Lolita, Vladimir Nabokov, qualquer edição. Não perca.

Sem o peso de teses sobre meus ombros e com a certeza de uma vírgula bêbada: Humbert Humbert é um estrangeiro nos USA, anarquista e tarado; Lolita é uma ninfeta e sua paixão. Esta é a história. Ponto. 

Um ponto que não deve interessar a quase ninguém é o fato da classificação bibliográfica do livro ser “romance norte-americano”. Nabokov, russo, escreveu Lolita em inglês e, apesar de declarar que esse talvez fosse seu caso de amor com a língua inglesa, lamentou com a força de uma tragédia pessoal o abandono de seu idioma materno e as possibilidades e nuances que este lhe ofereceria.

Quanto ao livro propriamente dito, aqui vão breves e despretensiosas orientações de uso: 

  • leia o prefácio assinado por John Ray duas vezes.
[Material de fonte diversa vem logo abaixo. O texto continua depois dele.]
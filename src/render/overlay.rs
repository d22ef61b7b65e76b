// Ultralytics 🚀 AGPL-3.0 License - https://ultralytics.com/license
//! 帧上叠加元素: 文字、FPS、倒计时进度条
//!
//! 字号按 OpenCV `FONT_HERSHEY_SIMPLEX` 的 font scale 计, 乘以 `PX_PER_FONT_SCALE` 换算成像素。
//! 没有加载字体时只画图形, 文字跳过。

use std::path::Path;

use ab_glyph::{FontArc, PxScale};
use anyhow::{anyhow, Context};
use image::{Rgb, RgbImage};
use imageproc::drawing::{draw_filled_rect_mut, draw_text_mut, text_size};
use imageproc::rect::Rect;

/// font scale 1.0 对应的像素高度
pub const PX_PER_FONT_SCALE: f32 = 30.0;

pub fn load_font<P: AsRef<Path>>(path: P) -> anyhow::Result<FontArc> {
    let path = path.as_ref();
    let bytes = std::fs::read(path).with_context(|| format!("读取字体失败: {}", path.display()))?;
    FontArc::try_from_vec(bytes).map_err(|e| anyhow!("无效字体 {}: {}", path.display(), e))
}

/// 在基线 (x, y) 处绘制文字, 粗细通过偏移重绘模拟; 无字体时返回 false
pub fn draw_text(
    img: &mut RgbImage,
    font: Option<&FontArc>,
    text: &str,
    x: i32,
    y: i32,
    font_scale: f32,
    thickness: u32,
    color: Rgb<u8>,
) -> bool {
    let Some(font) = font else {
        return false;
    };
    let px = (font_scale * PX_PER_FONT_SCALE).max(1.0);
    let top = y - px as i32;
    let scale = PxScale::from(px);
    for d in 0..thickness.max(1) as i32 {
        draw_text_mut(img, color, x + d, top, scale, font, text);
    }
    true
}

/// 文字像素宽度 (无字体时按每字符半个字号估算)
pub fn text_width(font: Option<&FontArc>, text: &str, font_scale: f32) -> u32 {
    let px = (font_scale * PX_PER_FONT_SCALE).max(1.0);
    match font {
        Some(font) => text_size(PxScale::from(px), font, text).0,
        None => (text.chars().count() as f32 * px * 0.5) as u32,
    }
}

/// 裁剪到图像范围内的实心矩形
pub fn fill_rect(img: &mut RgbImage, x: i32, y: i32, w: i32, h: i32, color: Rgb<u8>) {
    let x0 = x.max(0);
    let y0 = y.max(0);
    let x1 = (x + w).min(img.width() as i32);
    let y1 = (y + h).min(img.height() as i32);
    if x1 <= x0 || y1 <= y0 {
        return;
    }
    let rect = Rect::at(x0, y0).of_size((x1 - x0) as u32, (y1 - y0) as u32);
    draw_filled_rect_mut(img, rect, color);
}

// ========== 计数叠加布局 ==========

/// 计数文字布局, 随分辨率缩放
#[derive(Debug, Clone, Copy, PartialEq)]
pub struct CountLayout {
    pub font_scale: f32,
    pub thickness: u32,
    pub x: i32,
    pub start_y: i32,
    /// 每行向上移动的像素
    pub line_step: i32,
}

impl CountLayout {
    pub fn for_frame(width: u32, height: u32) -> Self {
        let short = width.min(height) as f32;
        let font_scale = short * 2e-3;
        Self {
            font_scale,
            thickness: (short * 1e-3).ceil().max(1.0) as u32,
            x: (width as f32 / 1.5) as i32,
            start_y: (height as f32 / 1.05) as i32,
            line_step: (50.0 * font_scale) as i32,
        }
    }

    /// 第 i 行的基线位置 (自下而上)
    pub fn line_origin(&self, i: usize) -> (i32, i32) {
        (self.x, self.start_y - self.line_step * i as i32)
    }
}

// ========== FPS / 进度条 ==========

pub fn draw_fps_text(img: &mut RgbImage, font: Option<&FontArc>, fps: f64) {
    let text = format!("FPS: {:.1}", fps);
    draw_text(img, font, &text, 50, 50, 0.6, 2, Rgb([255, 255, 40]));
}

/// 底部进度条 + 上方居中说明文字; `percentage` 为 0-100
pub fn draw_progress_bar(img: &mut RgbImage, font: Option<&FontArc>, text: &str, percentage: f64) {
    let (w, h) = (img.width() as i32, img.height() as i32);
    let bar_width = (0.7 * w as f64) as i32;
    let bar_height = (0.05 * h as f64) as i32;
    let bar_x = 50;
    let bar_y = h - bar_height - (0.05 * h as f64) as i32;

    fill_rect(img, bar_x, bar_y, bar_width, bar_height, Rgb([50, 50, 50]));
    let progress = ((percentage.clamp(0.0, 100.0) / 100.0) * bar_width as f64) as i32;
    fill_rect(img, bar_x, bar_y, progress, bar_height, Rgb([0, 255, 0]));

    let text_x = bar_x + bar_width / 2 - text_width(font, text, 0.6) as i32 / 2;
    draw_text(img, font, text, text_x, bar_y - 10, 0.6, 2, Rgb([255, 255, 255]));
}

#[cfg(test)]
mod tests {
    use super::*;

    #[test]
    fn layout_scales_with_resolution() {
        let l = CountLayout::for_frame(1920, 1080);
        assert!((l.font_scale - 2.16).abs() < 1e-4);
        assert_eq!(l.thickness, 2);
        assert_eq!(l.x, 1280);
        assert_eq!(l.start_y, 1028);
        assert_eq!(l.line_step, 108);
        assert_eq!(l.line_origin(1), (1280, 920));

        let small = CountLayout::for_frame(640, 480);
        assert!(small.font_scale < l.font_scale);
        assert_eq!(small.thickness, 1);
    }

    #[test]
    fn progress_bar_fill_tracks_percentage() {
        let mut img = RgbImage::new(200, 100);
        draw_progress_bar(&mut img, None, "Resetting statistics in: 30", 50.0);
        // bar: x 50..190, y 90..95 (h=5)
        let bar_y = 100 - 5 - 5;
        assert_eq!(*img.get_pixel(55, bar_y as u32), Rgb([0, 255, 0]));
        assert_eq!(*img.get_pixel(185, bar_y as u32), Rgb([50, 50, 50]));
        assert_eq!(*img.get_pixel(10, 10), Rgb([0, 0, 0]));
    }

    #[test]
    fn text_without_font_is_skipped() {
        let mut img = RgbImage::new(10, 10);
        assert!(!draw_text(&mut img, None, "x", 0, 5, 1.0, 1, Rgb([255, 0, 0])));
        assert!(img.pixels().all(|p| *p == Rgb([0, 0, 0])));
    }

    #[test]
    fn fill_rect_clips_to_image() {
        let mut img = RgbImage::new(4, 4);
        fill_rect(&mut img, -2, -2, 4, 4, Rgb([9, 9, 9]));
        assert_eq!(*img.get_pixel(1, 1), Rgb([9, 9, 9]));
        assert_eq!(*img.get_pixel(2, 2), Rgb([0, 0, 0]));
        fill_rect(&mut img, 10, 10, 4, 4, Rgb([9, 9, 9]));
    }
}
É bom e vai ajudar;

  • navegue com tranquilidade e cuide com as expectativas criadas no primeiro terço da história;

  • vista as roupas de Humbert Humbert, ou qualquer dos seus nomes, e siga os próximos dois terços. Nabokov sabe das suas expectativas e escreveu sobre isso;

  • quando você chegar nos capítulos 35 e 36 sua vida não será mais a mesma.

  • Leia o livro novamente.

Comprei minha edição, um dia, no Sebo Itaim, Rua Clodomiro Amazonas, 112, em São Paulo, ao valor de 2F. Cada F valia R$ 5,00.

Reproduzo um trecho do posfácio “Sobre um livro intitulado Lolita”, assinado pelo autor e que valeria, sozinho, outros 2F.

Reproduzo e, depois, saio correndo.

Não escrevo nem leio obras de ficção com fins didáticos, e, a despeito da afirmação de John Ray, Lolita não traz nenhuma moral a reboque. Para mim, um romance só existe na medida em que me proporciona o que chamarei de volúpia estética, isto é, um estado de espírito ligado, não sei como nem onde, a outros estados de espírito em que a arte constitui a norma.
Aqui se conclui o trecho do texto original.